Instructions to follow: Find every line in the records below that holds the word "progress", and copy each one.

++++

//! # edgequake-restyle
//!
//! Redecorate a room photograph with an image-edit model, then list the
//! furniture and decor visible in the result with a vision chat model.
//!
//! ## Pipeline Overview
//!
//! ```text
//! imageBase64
//!  │
//!  ├─ 1. Validate   credential present, imageBase64 is a non-empty string
//!  ├─ 2. Normalize  bare base64 / data URI → data URI
//!  ├─ 3. Edit       images/edits with a fixed "keep the room, swap the furniture" prompt
//!  ├─ 4. Extract    chat/completions on the EDITED image → {"itens": [...]}
//!  └─ 5. Assemble   { imageBase64, items }   (items = [] if step 4 failed)
//! ```
//!
//! Step 3 is a hard dependency: its failure aborts with a classified
//! [`RestyleError`]. Step 4 is best effort: its failure is logged and the
//! response carries an empty item list.
//!
//! ## Quick Start
//!
//! ```rust,no_run
//! use edgequake_restyle::{Restyler, RestyleConfig, TransformRequest};
//!
//! #[tokio::main]
//! async fn main() -> Result<(), Box<dyn std::error::Error>> {
//!     // Reads OPENAI_API_KEY and RESTYLE_* overrides
//!     let restyler = Restyler::new(RestyleConfig::from_env()?)?;
//!     let result = restyler
//!         .run(TransformRequest { image: std::fs::read_to_string("room.b64")? })
//!         .await?;
//!     for item in &result.items {
//!         println!("- {item}");
//!     }
//!     Ok(())
//! }
//! ```
//!
//! ## Feature Flags
//!
//! | Feature | Default | Description |
//! |---------|---------|-------------|
//! | `cli`   | on      | Enables the `restyle` binary (clap + anyhow + tracing-subscriber + indicatif) |

// ── Modules ──────────────────────────────────────────────────────────────

pub mod config;
pub mod error;
pub mod output;
pub mod pipeline;
pub mod progress;
pub mod prompts;
pub mod server;
pub mod transform;

// ── Re-exports ───────────────────────────────────────────────────────────

pub use config::{RestyleConfig, RestyleConfigBuilder};
pub use error::{ExtractionError, RestyleError};
pub use output::{ErrorResponse, ItemList, TransformResult};
pub use pipeline::edit::{EditOutcome, EditedImage, ImageEditor, OpenAiImageEditor};
pub use pipeline::extract::{parse_items, ItemExtractor, OpenAiItemExtractor, ParsedItems};
pub use pipeline::normalize::{normalize, NormalizedImage};
pub use progress::{NoopObserver, SharedObserver, Stage, StageObserver};
pub use transform::{Restyler, TransformRequest};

++++

Response box:
pub mod progress;
pub use progress::{NoopObserver, SharedObserver, Stage, StageObserver};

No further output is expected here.